Records shown –
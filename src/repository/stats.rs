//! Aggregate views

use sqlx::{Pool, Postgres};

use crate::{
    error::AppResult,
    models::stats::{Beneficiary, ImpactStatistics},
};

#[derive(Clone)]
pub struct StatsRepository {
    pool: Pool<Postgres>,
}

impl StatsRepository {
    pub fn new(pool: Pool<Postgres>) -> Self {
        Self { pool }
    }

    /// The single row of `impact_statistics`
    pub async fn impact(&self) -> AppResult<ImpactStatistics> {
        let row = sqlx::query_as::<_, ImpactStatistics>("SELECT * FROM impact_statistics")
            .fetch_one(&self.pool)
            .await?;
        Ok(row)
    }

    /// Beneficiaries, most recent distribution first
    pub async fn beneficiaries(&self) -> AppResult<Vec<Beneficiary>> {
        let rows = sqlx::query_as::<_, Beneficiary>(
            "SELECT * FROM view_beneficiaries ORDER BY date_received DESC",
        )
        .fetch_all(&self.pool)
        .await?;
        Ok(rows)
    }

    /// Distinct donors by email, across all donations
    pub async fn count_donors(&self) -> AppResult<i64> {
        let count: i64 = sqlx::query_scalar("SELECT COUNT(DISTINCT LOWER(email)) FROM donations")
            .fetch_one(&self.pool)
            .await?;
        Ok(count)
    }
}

...

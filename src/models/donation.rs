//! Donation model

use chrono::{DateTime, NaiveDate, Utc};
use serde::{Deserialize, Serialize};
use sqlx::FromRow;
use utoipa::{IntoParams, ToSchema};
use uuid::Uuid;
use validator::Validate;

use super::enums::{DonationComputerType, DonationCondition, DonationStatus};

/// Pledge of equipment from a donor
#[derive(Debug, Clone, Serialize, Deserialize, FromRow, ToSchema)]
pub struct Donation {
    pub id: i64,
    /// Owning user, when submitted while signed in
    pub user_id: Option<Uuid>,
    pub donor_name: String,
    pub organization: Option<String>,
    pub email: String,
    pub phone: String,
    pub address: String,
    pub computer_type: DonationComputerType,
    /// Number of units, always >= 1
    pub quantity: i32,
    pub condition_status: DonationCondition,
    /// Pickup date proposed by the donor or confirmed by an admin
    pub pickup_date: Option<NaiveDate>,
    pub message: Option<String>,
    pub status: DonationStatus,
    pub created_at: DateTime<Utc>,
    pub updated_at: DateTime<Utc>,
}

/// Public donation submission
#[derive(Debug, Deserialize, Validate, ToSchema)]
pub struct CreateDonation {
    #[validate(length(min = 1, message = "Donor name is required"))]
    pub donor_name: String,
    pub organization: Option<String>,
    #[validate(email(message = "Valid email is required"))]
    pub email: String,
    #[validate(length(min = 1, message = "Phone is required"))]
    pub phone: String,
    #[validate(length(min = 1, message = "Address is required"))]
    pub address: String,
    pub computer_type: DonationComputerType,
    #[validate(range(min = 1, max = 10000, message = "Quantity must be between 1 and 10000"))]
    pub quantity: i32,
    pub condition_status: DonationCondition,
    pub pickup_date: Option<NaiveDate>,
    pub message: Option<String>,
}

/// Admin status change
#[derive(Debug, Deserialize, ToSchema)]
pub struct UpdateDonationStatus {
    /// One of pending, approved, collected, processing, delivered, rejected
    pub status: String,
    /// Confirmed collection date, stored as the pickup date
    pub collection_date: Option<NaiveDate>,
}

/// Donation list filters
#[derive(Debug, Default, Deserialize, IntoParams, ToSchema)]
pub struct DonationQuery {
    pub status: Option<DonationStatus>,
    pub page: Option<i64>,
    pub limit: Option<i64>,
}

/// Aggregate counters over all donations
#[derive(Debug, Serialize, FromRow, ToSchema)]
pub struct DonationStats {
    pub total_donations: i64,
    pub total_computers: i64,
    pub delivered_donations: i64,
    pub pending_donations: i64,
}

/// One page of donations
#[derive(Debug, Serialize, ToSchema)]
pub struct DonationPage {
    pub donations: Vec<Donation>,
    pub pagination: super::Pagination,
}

What is being asked – Which lines of the records contain "Deserialize"? Show each of them.

Written answer –
use serde::{Deserialize, Serialize};
#[derive(Debug, Clone, Serialize, Deserialize, FromRow, ToSchema)]
#[derive(Debug, Deserialize, Validate, ToSchema)]
#[derive(Debug, Deserialize, ToSchema)]
#[derive(Debug, Default, Deserialize, IntoParams, ToSchema)]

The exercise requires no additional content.